Hello friends, this is the second part of my two-part tale about moving to a remote cabin in northern Minnesota during the height of the early pandemic. In case you missed part 1, which will offer some context, you can read it here.
“I am here alone for the first time in weeks to take up my “real” life again ... Friends, even passionate love, are not my real life unless there is time alone after in which to explore or discover what is happening or has happened.”
May Sarton, Journal of a Solitude
For all my life, I fantasized about being alone, particularly if it was in a remote, wild place.

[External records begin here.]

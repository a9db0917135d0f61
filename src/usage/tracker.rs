//! Cross-run option usage statistics.
//!
//! The store is a JSON object mapping option name to [`ConfigOptionUsage`].
//! It is loaded once when the tracker is created and rewritten after every
//! tracking call while the writer lock is held. Cumulative run counters live
//! in a sibling file so the store itself stays a pure option map.

use crate::error::UsageStoreError;
use crate::models::{Architecture, ConfigTestResult, ConfigType, KernelConfig, OptionValue};
use chrono::{DateTime, Utc};
use crate::system::write_json_atomic;
use serde::de::DeserializeOwned;
use serde::{Deserialize, Serialize};
use std::collections::{BTreeMap, BTreeSet};
use std::path::{Path, PathBuf};
use std::sync::{Mutex, MutexGuard};

/// Coarse usage bucket derived from [`ConfigOptionUsage::usage_rate`].
#[derive(Debug, Clone, Copy, PartialEq, Eq, Hash, PartialOrd, Ord, Serialize, Deserialize)]
#[serde(rename_all = "snake_case")]
pub enum UsageFrequency {
    NeverUsed,
    RarelyUsed,
    OccasionallyUsed,
    FrequentlyUsed,
    AlwaysUsed,
}

impl UsageFrequency {
    pub const ALL: [UsageFrequency; 5] = [
        UsageFrequency::NeverUsed,
        UsageFrequency::RarelyUsed,
        UsageFrequency::OccasionallyUsed,
        UsageFrequency::FrequentlyUsed,
        UsageFrequency::AlwaysUsed,
    ];

    /// Step function over the usage rate. Every boundary is a strict `<`,
    /// so a rate of exactly 0.1 is occasionally used, not rarely used.
    pub fn from_rate(rate: f64) -> Self {
        if rate <= 0.0 {
            UsageFrequency::NeverUsed
        } else if rate < 0.1 {
            UsageFrequency::RarelyUsed
        } else if rate < 0.5 {
            UsageFrequency::OccasionallyUsed
        } else if rate < 0.9 {
            UsageFrequency::FrequentlyUsed
        } else {
            UsageFrequency::AlwaysUsed
        }
    }

    pub fn as_str(&self) -> &'static str {
        match self {
            UsageFrequency::NeverUsed => "never_used",
            UsageFrequency::RarelyUsed => "rarely_used",
            UsageFrequency::OccasionallyUsed => "occasionally_used",
            UsageFrequency::FrequentlyUsed => "frequently_used",
            UsageFrequency::AlwaysUsed => "always_used",
        }
    }
}

/// Running statistics for one option.
#[derive(Debug, Clone, PartialEq, Serialize, Deserialize)]
pub struct ConfigOptionUsage {
    pub option_name: String,
    pub total_tests: u64,
    pub enabled_count: u64,
    pub disabled_count: u64,
    pub module_count: u64,
    /// Observations whose build succeeded.
    #[serde(default)]
    pub successful_builds: u64,
    pub first_seen: DateTime<Utc>,
    pub last_seen: DateTime<Utc>,
    pub usage_frequency: UsageFrequency,
    pub architectures_used: BTreeSet<String>,
    pub config_types_used: BTreeSet<String>,
}

impl ConfigOptionUsage {
    pub fn new(option_name: impl Into<String>, now: DateTime<Utc>) -> Self {
        ConfigOptionUsage {
            option_name: option_name.into(),
            total_tests: 0,
            enabled_count: 0,
            disabled_count: 0,
            module_count: 0,
            successful_builds: 0,
            first_seen: now,
            last_seen: now,
            usage_frequency: UsageFrequency::NeverUsed,
            architectures_used: BTreeSet::new(),
            config_types_used: BTreeSet::new(),
        }
    }

    /// `(enabled + module) / total`, or 0.0 before the first observation.
    pub fn usage_rate(&self) -> f64 {
        if self.total_tests == 0 {
            return 0.0;
        }
        (self.enabled_count + self.module_count) as f64 / self.total_tests as f64
    }

    /// Share of observations whose build succeeded; `None` before the first one.
    pub fn build_success_rate(&self) -> Option<f64> {
        (self.total_tests > 0).then(|| self.successful_builds as f64 / self.total_tests as f64)
    }

    pub fn observe(
        &mut self,
        value: OptionValue,
        arch: Architecture,
        config_type: ConfigType,
        build_succeeded: bool,
        now: DateTime<Utc>,
    ) {
        self.total_tests += 1;
        match value {
            OptionValue::Yes => self.enabled_count += 1,
            OptionValue::No => self.disabled_count += 1,
            OptionValue::Module => self.module_count += 1,
        }
        if build_succeeded {
            self.successful_builds += 1;
        }
        self.last_seen = now;
        self.architectures_used.insert(arch.as_str().to_string());
        self.config_types_used.insert(config_type.as_str().to_string());
        self.usage_frequency = UsageFrequency::from_rate(self.usage_rate());
    }
}

/// Tracked runs by architecture and config type.
#[derive(Debug, Clone, Default, PartialEq, Serialize, Deserialize)]
pub struct RunCounters {
    pub total_runs: u64,
    pub by_architecture: BTreeMap<Architecture, u64>,
    pub by_config_type: BTreeMap<ConfigType, u64>,
}

impl RunCounters {
    pub fn runs_of(&self, config_type: ConfigType) -> u64 {
        self.by_config_type.get(&config_type).copied().unwrap_or(0)
    }

    fn record(&mut self, arch: Architecture, config_type: ConfigType) {
        self.total_runs += 1;
        *self.by_architecture.entry(arch).or_insert(0) += 1;
        *self.by_config_type.entry(config_type).or_insert(0) += 1;
    }
}

pub type UsageStore = BTreeMap<String, ConfigOptionUsage>;

/// Sibling file holding the cumulative [`RunCounters`]: `usage.json` -> `usage.runs.json`.
pub fn run_counters_path(store_path: &Path) -> PathBuf {
    store_path.with_extension("runs.json")
}

fn read_json_or_default<T: DeserializeOwned + Default>(path: &Path) -> Result<T, UsageStoreError> {
    match std::fs::read_to_string(path) {
        Ok(content) => Ok(serde_json::from_str(&content)?),
        Err(e) if e.kind() == std::io::ErrorKind::NotFound => Ok(T::default()),
        Err(e) => Err(UsageStoreError::Io(e)),
    }
}

/// Read the store. A missing file is an empty store.
pub fn load_store(path: &Path) -> Result<UsageStore, UsageStoreError> {
    read_json_or_default(path)
}

/// Replace the store atomically.
pub fn save_store(path: &Path, store: &UsageStore) -> Result<(), UsageStoreError> {
    Ok(write_json_atomic(path, store)?)
}

/// Read the run counters. A missing file means no runs yet.
pub fn load_run_counters(path: &Path) -> Result<RunCounters, UsageStoreError> {
    read_json_or_default(path)
}

pub fn save_run_counters(path: &Path, counters: &RunCounters) -> Result<(), UsageStoreError> {
    Ok(write_json_atomic(path, counters)?)
}

struct TrackerState {
    options: UsageStore,
    /// Runs tracked by this process.
    session: RunCounters,
    /// Runs tracked by every process that used this store, this one included.
    history: RunCounters,
}

/// Accumulates option usage and keeps the store file current.
pub struct UsageTracker {
    store_path: PathBuf,
    state: Mutex<TrackerState>,
}

impl UsageTracker {
    /// Load the store at `store_path`. An unreadable store is logged and
    /// replaced by an empty one on the next save.
    pub fn new(store_path: impl Into<PathBuf>) -> Self {
        let store_path = store_path.into();
        let options = match load_store(&store_path) {
            Ok(options) => {
                log::debug!(
                    "[Usage] Loaded {} option record(s) from {}",
                    options.len(),
                    store_path.display()
                );
                options
            }
            Err(e) => {
                log::warn!(
                    "[Usage] Could not load {}, starting empty: {}",
                    store_path.display(),
                    e
                );
                UsageStore::new()
            }
        };
        let history = match load_run_counters(&run_counters_path(&store_path)) {
            Ok(history) => history,
            Err(e) => {
                log::warn!(
                    "[Usage] Could not load run counters for {}, starting from zero: {}",
                    store_path.display(),
                    e
                );
                RunCounters::default()
            }
        };
        UsageTracker {
            store_path,
            state: Mutex::new(TrackerState {
                options,
                session: RunCounters::default(),
                history,
            }),
        }
    }

    pub fn store_path(&self) -> &Path {
        &self.store_path
    }

    fn lock(&self) -> MutexGuard<'_, TrackerState> {
        self.state.lock().unwrap_or_else(|poisoned| poisoned.into_inner())
    }

    /// Record one tested configuration.
    ///
    /// The in-memory update always happens; a failed save is only logged.
    pub fn track_configuration(&self, config: &KernelConfig, test_result: Option<&ConfigTestResult>) {
        let build_succeeded = test_result.map_or(false, |r| r.build_result.success);
        let now = Utc::now();
        let mut state = self.lock();

        for (name, value) in config.options() {
            state
                .options
                .entry(name.clone())
                .or_insert_with(|| ConfigOptionUsage::new(name.clone(), now))
                .observe(*value, config.architecture(), config.config_type(), build_succeeded, now);
        }
        state.session.record(config.architecture(), config.config_type());
        state.history.record(config.architecture(), config.config_type());

        if let Err(e) = save_store(&self.store_path, &state.options) {
            log::error!("[Usage] Failed to save {}: {}", self.store_path.display(), e);
        }
        let runs_path = run_counters_path(&self.store_path);
        if let Err(e) = save_run_counters(&runs_path, &state.history) {
            log::error!("[Usage] Failed to save {}: {}", runs_path.display(), e);
        }
    }

    pub fn get(&self, option: &str) -> Option<ConfigOptionUsage> {
        self.lock().options.get(option).cloned()
    }

    /// Copy of every option record.
    pub fn snapshot(&self) -> UsageStore {
        self.lock().options.clone()
    }

    pub fn session(&self) -> RunCounters {
        self.lock().session.clone()
    }

    /// Cumulative runs across restarts.
    pub fn run_history(&self) -> RunCounters {
        self.lock().history.clone()
    }
}

#[cfg(test)]
mod tests {
    use super::*;
    use crate::config::generator::generate_standard_config;
    use tempfile::TempDir;

    fn foo_config(value: OptionValue) -> KernelConfig {
        KernelConfig::new(
            "foo",
            Architecture::X86_64,
            ConfigType::Custom,
            vec![("CONFIG_FOO".to_string(), value)],
            "",
        )
        .unwrap()
    }

    #[test]
    fn test_frequency_boundaries() {
        assert_eq!(UsageFrequency::from_rate(0.0), UsageFrequency::NeverUsed);
        assert_eq!(UsageFrequency::from_rate(0.05), UsageFrequency::RarelyUsed);
        assert_eq!(UsageFrequency::from_rate(0.1), UsageFrequency::OccasionallyUsed);
        assert_eq!(UsageFrequency::from_rate(0.5), UsageFrequency::FrequentlyUsed);
        assert_eq!(UsageFrequency::from_rate(0.9), UsageFrequency::AlwaysUsed);
        assert_eq!(UsageFrequency::from_rate(1.0), UsageFrequency::AlwaysUsed);
    }

    #[test]
    fn test_observe_counts_modules_as_usage() {
        let now = Utc::now();
        let mut usage = ConfigOptionUsage::new("CONFIG_EXT4_FS", now);
        usage.observe(OptionValue::Module, Architecture::Arm64, ConfigType::Default, true, now);
        usage.observe(OptionValue::No, Architecture::X86_64, ConfigType::Minimal, false, now);
        assert_eq!(usage.total_tests, 2);
        assert_eq!(usage.usage_rate(), 0.5);
        assert_eq!(usage.build_success_rate(), Some(0.5));
        assert_eq!(usage.usage_frequency, UsageFrequency::FrequentlyUsed);
        assert_eq!(usage.architectures_used.len(), 2);
    }

    #[test]
    fn test_tracker_persists_after_each_call() {
        let temp = TempDir::new().unwrap();
        let path = temp.path().join("store/usage.json");
        let tracker = UsageTracker::new(&path);
        tracker.track_configuration(&foo_config(OptionValue::Yes), None);
        assert!(path.exists());

        let reloaded = UsageTracker::new(&path);
        let usage = reloaded.get("CONFIG_FOO").unwrap();
        assert_eq!(usage.enabled_count, 1);
        assert_eq!(reloaded.session().total_runs, 0);
    }

    #[test]
    fn test_run_history_survives_restart() {
        let temp = TempDir::new().unwrap();
        let path = temp.path().join("usage.json");
        let tracker = UsageTracker::new(&path);
        tracker.track_configuration(&foo_config(OptionValue::Yes), None);
        tracker.track_configuration(&foo_config(OptionValue::No), None);
        assert!(run_counters_path(&path).is_file());

        let reloaded = UsageTracker::new(&path);
        assert_eq!(reloaded.session().total_runs, 0);
        let history = reloaded.run_history();
        assert_eq!(history.total_runs, 2);
        assert_eq!(history.runs_of(ConfigType::Custom), 2);

        reloaded.track_configuration(&foo_config(OptionValue::Yes), None);
        assert_eq!(reloaded.run_history().total_runs, 3);
        assert_eq!(reloaded.session().total_runs, 1);
        assert!(load_store(&path).unwrap().contains_key("CONFIG_FOO"));
    }

    #[test]
    fn test_corrupt_store_starts_empty() {
        let temp = TempDir::new().unwrap();
        let path = temp.path().join("usage.json");
        std::fs::write(&path, "[not a map").unwrap();
        let tracker = UsageTracker::new(&path);
        assert!(tracker.snapshot().is_empty());

        tracker.track_configuration(
            &generate_standard_config(Architecture::Arm64, ConfigType::Minimal).unwrap(),
            None,
        );
        assert!(load_store(&path).is_ok());
    }

    #[test]
    fn test_save_failure_keeps_memory_state() {
        let temp = TempDir::new().unwrap();
        let blocker = temp.path().join("file");
        std::fs::write(&blocker, "x").unwrap();
        // Parent "directory" is a regular file, so every save fails.
        let tracker = UsageTracker::new(blocker.join("usage.json"));
        tracker.track_configuration(&foo_config(OptionValue::Yes), None);
        assert_eq!(tracker.get("CONFIG_FOO").unwrap().total_tests, 1);
    }
}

It was (and still is) something I both like and criticize about myself. I was an independent woman! I didn’t “need” anyone! This often led me to, for example, move to a new place because it represented independence, or break up with perfectly nice boys because they wanted too much of my time. Even deciding to take on a dependent of any kind–my cat, Aurora, who I found on a deserted road in the woods as a kitten–felt like a massive identity shift. Plans, relationships, and social obligations only seemed like an interruption of my truest life, which was being solitary.
Considering this, I thought two weeks of quarantine in a cabin in the woods would be a productive, enriching time of aloneness, the kind I fantasized about. I had no job and no social obligations. I didn’t have to leave the house. What a dream.
However, it was far from fantasy and far from productive. It was really effing hard.